Novice freediver Vanessa Tai shares four things she learned about the sport
“I’m very uncomfortable,” I mumbled to Bing Alto-LaRocque, my freediving instructor.
It was day one of a two-day course at Freediving Boracay. There I was, bobbing along the Sibuyan Sea, snorkel in hand, and feeling out of my element. Even though I’ve been a scuba diver for many years, being out in the open sea without a buoyancy control device (BCD) and breathing apparatus made me more than a little anxious.
“Remember the breathing exercises we talked about?” Bing asked. In a calm, measured tone, she guided me through long, deep breaths. Within a few breaths, my heart rate had slowed to a steady thrum and any tension I felt in my muscles had dissipated.
With a nod to Bing, I took a deep gulp of air and plummeted myself into the water. The moment my head went under, I was enveloped by the familiar sense of serenity that comes from being underwater.

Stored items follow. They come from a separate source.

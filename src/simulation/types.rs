//! Core types for the traffic-light control system
//!
//! These are standalone types that don't depend on any scene or renderer.

use serde::{Deserialize, Serialize};
use std::borrow::Borrow;
use std::fmt;
use std::str::FromStr;
use thiserror::Error;

/// A unique identifier for scene entities
/// This is a simple wrapper around a usize for type safety
#[derive(Debug, Clone, Copy, PartialEq, Eq, PartialOrd, Ord, Hash)]
pub struct SimId(pub usize);

/// A wrapper type for intersection IDs
#[derive(Debug, Clone, Copy, PartialEq, Eq, PartialOrd, Ord, Hash)]
pub struct IntersectionId(pub SimId);

/// Scene-internal handle of a traffic light.
///
/// Keys are handed out in creation order, which is also the registry's scan order.
#[derive(Debug, Clone, Copy, PartialEq, Eq, PartialOrd, Ord, Hash)]
pub struct LightKey(pub SimId);

/// The textual identifier the registry assigns to a light.
///
/// This is the name external controllers use in command file names and status output.
#[derive(Debug, Clone, PartialEq, Eq, PartialOrd, Ord, Hash, Serialize, Deserialize)]
#[serde(transparent)]
pub struct LightId(String);

impl LightId {
    pub fn new(id: impl Into<String>) -> Self {
        Self(id.into())
    }

    pub fn as_str(&self) -> &str {
        &self.0
    }
}

impl fmt::Display for LightId {
    fn fmt(&self, f: &mut fmt::Formatter<'_>) -> fmt::Result {
        f.write_str(&self.0)
    }
}

impl Borrow<str> for LightId {
    fn borrow(&self) -> &str {
        &self.0
    }
}

/// A 3D position in the scene
#[derive(Debug, Clone, Copy, PartialEq, Default, Serialize, Deserialize)]
pub struct Position {
    pub x: f32,
    pub y: f32,
    pub z: f32,
}

impl Position {
    pub fn new(x: f32, y: f32, z: f32) -> Self {
        Self { x, y, z }
    }

    pub fn distance(&self, other: &Position) -> f32 {
        let dx = self.x - other.x;
        let dy = self.y - other.y;
        let dz = self.z - other.z;
        (dx * dx + dy * dy + dz * dz).sqrt()
    }
}

/// Error returned when a free-form status or mode string does not name a variant
#[derive(Debug, Clone, PartialEq, Eq, Error)]
#[error("unknown {kind} value {value:?}")]
pub struct ParseEnumError {
    pub kind: &'static str,
    pub value: String,
}

/// Lower-cases and unifies separators so `API_CONTROLLED`, `api-controlled`
/// and `Api Controlled` all compare equal.
fn normalize(value: &str) -> String {
    value
        .trim()
        .chars()
        .map(|c| match c {
            '-' | ' ' => '_',
            other => other.to_ascii_lowercase(),
        })
        .collect()
}

/// Displayed phase of a traffic light
#[derive(Debug, Clone, Copy, PartialEq, Eq, Hash, Serialize, Deserialize)]
#[serde(rename_all = "lowercase")]
pub enum Status {
    Green,
    Yellow,
    Red,
}

impl Status {
    /// Every phase, in the order chaos mode samples from
    pub const ALL: [Status; 3] = [Status::Red, Status::Yellow, Status::Green];

    pub fn as_str(&self) -> &'static str {
        match self {
            Status::Green => "green",
            Status::Yellow => "yellow",
            Status::Red => "red",
        }
    }
}

impl fmt::Display for Status {
    fn fmt(&self, f: &mut fmt::Formatter<'_>) -> fmt::Result {
        f.pad(self.as_str())
    }
}

impl FromStr for Status {
    type Err = ParseEnumError;

    fn from_str(s: &str) -> Result<Self, Self::Err> {
        match normalize(s).as_str() {
            "green" => Ok(Status::Green),
            "yellow" => Ok(Status::Yellow),
            "red" => Ok(Status::Red),
            _ => Err(ParseEnumError {
                kind: "status",
                value: s.to_string(),
            }),
        }
    }
}

/// Who is allowed to change a light's displayed status
#[derive(Debug, Clone, Copy, PartialEq, Eq, Hash, Serialize, Deserialize)]
#[serde(rename_all = "snake_case")]
pub enum ControlMode {
    /// Driven by the intersection's own phase cycle
    Automatic,
    /// Frozen unless an operator has set a manual override
    Manual,
    /// Driven by the external controller
    ApiControlled,
}

impl ControlMode {
    pub fn as_str(&self) -> &'static str {
        match self {
            ControlMode::Automatic => "automatic",
            ControlMode::Manual => "manual",
            ControlMode::ApiControlled => "api_controlled",
        }
    }
}

impl fmt::Display for ControlMode {
    fn fmt(&self, f: &mut fmt::Formatter<'_>) -> fmt::Result {
        f.pad(self.as_str())
    }
}

impl FromStr for ControlMode {
    type Err = ParseEnumError;

    fn from_str(s: &str) -> Result<Self, Self::Err> {
        match normalize(s).as_str() {
            "automatic" => Ok(ControlMode::Automatic),
            "manual" => Ok(ControlMode::Manual),
            "api_controlled" => Ok(ControlMode::ApiControlled),
            _ => Err(ParseEnumError {
                kind: "control mode",
                value: s.to_string(),
            }),
        }
    }
}

/// The six lamp indicators of a light head
///
/// Exactly one of the main lamps is lit. The turn arrows only change when a
/// transition asks for them, so they keep showing the last arrow phase otherwise.
#[derive(Debug, Clone, Copy, PartialEq, Eq, Default)]
pub struct Lamps {
    pub red: bool,
    pub yellow: bool,
    pub green: bool,
    pub red_arrow: bool,
    pub yellow_arrow: bool,
    pub green_arrow: bool,
}

impl Lamps {
    /// Lamps of a freshly placed light: its main lamp and the red arrow
    pub fn initial(status: Status) -> Self {
        let mut lamps = Self {
            red_arrow: true,
            ..Self::default()
        };
        lamps.light_main(status);
        lamps
    }

    /// Lamps after switching to `status`
    pub fn switched(mut self, status: Status, use_turn_arrows: bool) -> Self {
        self.light_main(status);
        if use_turn_arrows {
            self.red_arrow = status == Status::Red;
            self.yellow_arrow = status == Status::Yellow;
            self.green_arrow = status == Status::Green;
        }
        self
    }

    fn light_main(&mut self, status: Status) {
        self.red = status == Status::Red;
        self.yellow = status == Status::Yellow;
        self.green = status == Status::Green;
    }

    /// The status shown by the main lamps, if exactly one is lit
    pub fn main_status(&self) -> Option<Status> {
        match (self.red, self.yellow, self.green) {
            (true, false, false) => Some(Status::Red),
            (false, true, false) => Some(Status::Yellow),
            (false, false, true) => Some(Status::Green),
            _ => None,
        }
    }

    /// The status shown by the turn arrows, if exactly one is lit
    pub fn arrow_status(&self) -> Option<Status> {
        match (self.red_arrow, self.yellow_arrow, self.green_arrow) {
            (true, false, false) => Some(Status::Red),
            (false, true, false) => Some(Status::Yellow),
            (false, false, true) => Some(Status::Green),
            _ => None,
        }
    }
}

/// Time a light shows yellow before the automatic cycle moves on, in seconds
pub const YELLOW_DURATION: f32 = 2.0;

/// Default green phase length, in seconds
pub const DEFAULT_GREEN_DURATION: f32 = 5.0;
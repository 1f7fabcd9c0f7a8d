//! Per-light state machine
//!
//! A light's displayed status is only ever written by [`TrafficLight::set_status`].
//! The control mode decides whether that write is allowed.

use log::debug;

use super::intersection::Intersection;
use super::scene::SceneHooks;
use super::types::{
    ControlMode, IntersectionId, Lamps, LightKey, Position, Status, DEFAULT_GREEN_DURATION,
};

/// A single traffic light controlling one approach
#[derive(Debug, Clone)]
pub struct TrafficLight {
    pub key: LightKey,
    pub name: String,
    status: Status,
    control_mode: ControlMode,
    manual_override: bool,
    manual_status: Status,
    /// Target green phase length consulted by the automatic cycle
    pub green_duration: f32,
    time_since_green: f32,
    /// Vehicles may turn across traffic here without waiting for an arrow
    pub turn_left_anytime: bool,
    position: Position,
    intersection: Option<IntersectionId>,
    lamps: Lamps,
    mesh_visible: bool,
}

impl TrafficLight {
    pub fn new(
        key: LightKey,
        name: impl Into<String>,
        position: Position,
        intersection: Option<IntersectionId>,
    ) -> Self {
        let status = Status::Green;
        Self {
            key,
            name: name.into(),
            status,
            control_mode: ControlMode::Automatic,
            manual_override: false,
            manual_status: Status::Red,
            green_duration: DEFAULT_GREEN_DURATION,
            time_since_green: 0.0,
            turn_left_anytime: false,
            position,
            intersection,
            lamps: Lamps::initial(status),
            mesh_visible: true,
        }
    }

    pub fn status(&self) -> Status {
        self.status
    }

    pub fn control_mode(&self) -> ControlMode {
        self.control_mode
    }

    pub fn manual_override(&self) -> bool {
        self.manual_override
    }

    pub fn manual_status(&self) -> Status {
        self.manual_status
    }

    pub fn time_since_green(&self) -> f32 {
        self.time_since_green
    }

    pub fn position(&self) -> Position {
        self.position
    }

    pub fn intersection(&self) -> Option<IntersectionId> {
        self.intersection
    }

    pub fn lamps(&self) -> &Lamps {
        &self.lamps
    }

    pub fn is_mesh_visible(&self) -> bool {
        self.mesh_visible
    }

    /// Whether a status change would currently be applied.
    ///
    /// Manual mode without an override freezes the light.
    pub fn accepts_status_changes(&self) -> bool {
        match self.control_mode {
            ControlMode::Automatic | ControlMode::ApiControlled => true,
            ControlMode::Manual => self.manual_override,
        }
    }

    /// Switch the displayed status.
    ///
    /// Returns `false` without touching anything when the control mode forbids it.
    pub fn set_status(
        &mut self,
        status: Status,
        use_turn_arrows: bool,
        hooks: &mut dyn SceneHooks,
    ) -> bool {
        if !self.accepts_status_changes() {
            debug!(
                "Ignoring status {} for {}: {} mode without override",
                status, self.name, self.control_mode
            );
            return false;
        }

        debug!(
            "Traffic light change: {} {} -> {} (arrows: {}, mode: {})",
            self.name, self.status, status, use_turn_arrows, self.control_mode
        );

        self.status = status;
        if status != Status::Green {
            self.time_since_green = 0.0;
        }
        self.lamps = self.lamps.switched(status, use_turn_arrows);
        hooks.activate_visual(self.key, &self.lamps);
        true
    }

    /// Change who controls the light. Always allowed.
    ///
    /// Entering manual mode with an override already set shows the manual status at once.
    pub fn set_control_mode(&mut self, mode: ControlMode, hooks: &mut dyn SceneHooks) {
        if mode != self.control_mode {
            debug!("Control mode: {} {} -> {}", self.name, self.control_mode, mode);
        }
        self.control_mode = mode;
        if mode == ControlMode::Manual && self.manual_override {
            self.set_status(self.manual_status, false, hooks);
        }
    }

    /// Set the operator's status and arm the manual override.
    ///
    /// Returns whether the status was applied right away (only in manual mode).
    pub fn set_manual_status(&mut self, status: Status, hooks: &mut dyn SceneHooks) -> bool {
        self.manual_status = status;
        self.manual_override = true;
        if self.control_mode == ControlMode::Manual {
            self.set_status(status, false, hooks)
        } else {
            false
        }
    }

    /// Advance the green timer
    pub fn update(&mut self, delta_secs: f32) {
        if self.status == Status::Green {
            self.time_since_green += delta_secs;
        } else {
            self.time_since_green = 0.0;
        }
    }

    /// Hide the light head when it is out of view
    pub fn update_culling(&mut self, hooks: &mut dyn SceneHooks) {
        let visible = hooks.is_within_view_distance(&self.position);
        if visible != self.mesh_visible {
            self.mesh_visible = visible;
            hooks.set_mesh_visible(self.key, visible);
        }
    }

    pub fn ignore_can_fit_across_intersection_check(
        &self,
        intersection: Option<&Intersection>,
    ) -> bool {
        match intersection {
            Some(intersection) if Some(intersection.id) == self.intersection => {
                intersection.ignore_can_fit_across_intersection_check
            }
            _ => false,
        }
    }
}
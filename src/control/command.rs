//! Commands sent by the external controller
//!
//! [`CommandFile`] is exactly what sits in a `*_command.json` file. It is
//! turned into a typed [`Command`] before anything is applied, so a command
//! that fails to parse is never partially applied.

use serde::{Deserialize, Serialize};
use std::fmt;
use std::str::FromStr;
use thiserror::Error;

use crate::simulation::{ControlMode, ParseEnumError, Status};

/// On-disk command payload. Missing fields take their defaults.
#[derive(Debug, Clone, Default, PartialEq, Serialize, Deserialize)]
#[serde(default)]
pub struct CommandFile {
    pub action: String,
    #[serde(skip_serializing_if = "Option::is_none")]
    pub status: Option<String>,
    #[serde(skip_serializing_if = "Option::is_none")]
    pub mode: Option<String>,
    pub duration: f32,
    /// Strictly increasing per writer; the only ordering key
    pub timestamp: i64,
}

impl CommandFile {
    pub fn from_json(text: &str) -> serde_json::Result<Self> {
        serde_json::from_str(text)
    }
}

#[derive(Debug, Clone, Copy, PartialEq, Eq)]
pub enum Action {
    SetStatus,
    SetMode,
    SetDuration,
    SetManualStatus,
    ChaosMode,
    AllRed,
    RestoreAll,
}

impl Action {
    pub fn as_str(&self) -> &'static str {
        match self {
            Action::SetStatus => "set_status",
            Action::SetMode => "set_mode",
            Action::SetDuration => "set_duration",
            Action::SetManualStatus => "set_manual_status",
            Action::ChaosMode => "chaos_mode",
            Action::AllRed => "all_red",
            Action::RestoreAll => "restore_all",
        }
    }

    /// Actions understood by the `manager` inbox rather than a light's
    pub fn is_manager_action(&self) -> bool {
        matches!(self, Action::ChaosMode | Action::AllRed | Action::RestoreAll)
    }
}

impl fmt::Display for Action {
    fn fmt(&self, f: &mut fmt::Formatter<'_>) -> fmt::Result {
        f.pad(self.as_str())
    }
}

impl FromStr for Action {
    type Err = CommandError;

    fn from_str(s: &str) -> Result<Self, Self::Err> {
        match s.trim().to_ascii_lowercase().as_str() {
            "set_status" => Ok(Action::SetStatus),
            "set_mode" => Ok(Action::SetMode),
            "set_duration" => Ok(Action::SetDuration),
            "set_manual_status" => Ok(Action::SetManualStatus),
            "chaos_mode" => Ok(Action::ChaosMode),
            "all_red" => Ok(Action::AllRed),
            "restore_all" => Ok(Action::RestoreAll),
            _ => Err(CommandError::UnknownAction(s.to_string())),
        }
    }
}

/// Why a command was rejected
#[derive(Debug, Clone, PartialEq, Error)]
pub enum CommandError {
    #[error("unknown action {0:?}")]
    UnknownAction(String),
    #[error("action {0} needs a {1} field")]
    MissingField(Action, &'static str),
    #[error(transparent)]
    InvalidValue(#[from] ParseEnumError),
    #[error("invalid duration {0} for {1}")]
    InvalidDuration(f32, Action),
    #[error("action {0} is not valid for {1}")]
    WrongTarget(Action, &'static str),
}

/// A command addressed to a single light
#[derive(Debug, Clone, Copy, PartialEq)]
pub enum LightCommand {
    /// Take the light under API control and show `Status`
    SetStatus(Status),
    SetMode(ControlMode),
    /// New green duration, in seconds
    SetDuration(f32),
    SetManualStatus(Status),
}

/// A command addressed to the whole system
#[derive(Debug, Clone, Copy, PartialEq)]
pub enum ManagerCommand {
    /// Start chaos for `duration` seconds; zero or less cancels a running one
    ChaosMode { duration: f32 },
    AllRed,
    RestoreAll,
}

impl LightCommand {
    pub fn parse(file: &CommandFile) -> Result<Self, CommandError> {
        let action: Action = file.action.parse()?;
        match action {
            Action::SetStatus => Ok(LightCommand::SetStatus(required_status(file, action)?)),
            Action::SetManualStatus => {
                Ok(LightCommand::SetManualStatus(required_status(file, action)?))
            }
            Action::SetMode => {
                let mode = file
                    .mode
                    .as_deref()
                    .ok_or(CommandError::MissingField(action, "mode"))?;
                Ok(LightCommand::SetMode(mode.parse()?))
            }
            Action::SetDuration => {
                if file.duration.is_finite() && file.duration > 0.0 {
                    Ok(LightCommand::SetDuration(file.duration))
                } else {
                    Err(CommandError::InvalidDuration(file.duration, action))
                }
            }
            other => Err(CommandError::WrongTarget(other, "a light")),
        }
    }
}

impl ManagerCommand {
    pub fn parse(file: &CommandFile) -> Result<Self, CommandError> {
        let action: Action = file.action.parse()?;
        match action {
            Action::ChaosMode => {
                if file.duration.is_nan() {
                    return Err(CommandError::InvalidDuration(file.duration, action));
                }
                Ok(ManagerCommand::ChaosMode {
                    duration: file.duration,
                })
            }
            Action::AllRed => Ok(ManagerCommand::AllRed),
            Action::RestoreAll => Ok(ManagerCommand::RestoreAll),
            other => Err(CommandError::WrongTarget(other, "the manager")),
        }
    }
}

fn required_status(file: &CommandFile, action: Action) -> Result<Status, CommandError> {
    let status = file
        .status
        .as_deref()
        .ok_or(CommandError::MissingField(action, "status"))?;
    Ok(status.parse()?)
}

/// A parsed command together with its target
#[derive(Debug, Clone, Copy, PartialEq)]
pub enum Command {
    Light(LightCommand),
    Manager(ManagerCommand),
}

Aside from discovering that freediving can be challenging but also incredibly fun and therapeutic, here are four other things I learned about the sport.
Being relaxed is key
Being able to relax is integral to enjoying your dive. You need to be completely relaxed in order to use oxygen efficiently, so you can stay underwater longer.
Freediving is safe
Even though freediving is considered an extreme sport, it’s actually pretty safe if you stick to the basic safety rules. These are: never freedive without a buddy; wait at least 12 hours after scuba diving before freediving; and always freedive with a dive flag so you’re easily visible to passing boats. The second day of the course at Freediving Boracay focuses on rescue techniques, which you’ll practice both in the classroom and out at sea.
We’re born to do it
Humans have a built-in Mammalian Dive Reflex, which is a set of reflexes that kick in when your face is cooled (such as by the water during a dive) or when you hold your breath. This is how it works: First, your heart rate slows, then your blood vessels narrow, causing reduced blood flow to your limbs. This ensures oxygen-sensitive organs like your brain and heart continue to receive oxygen. During deep dives, a blood shift also occurs to allow blood plasma and water to pass through organs and circulatory walls to protect your organs from the increase in pressure.
It’s all in the mind
When you’re freediving, it can feel tempting to resurface the moment you feel the urge to breathe. This is because we assume our bodies are low on oxygen. In truth, it’s the concentration of carbon dioxide in our bloodstream that triggers our desire to breathe. Freedivers learn to get used to the sensation of wanting to breathe while continuing to hold their breath. They “sit with the discomfort”. Over time, with proper training and practice, it becomes possible to increase tolerance to rising carbon dioxide levels, which helps extend dive time.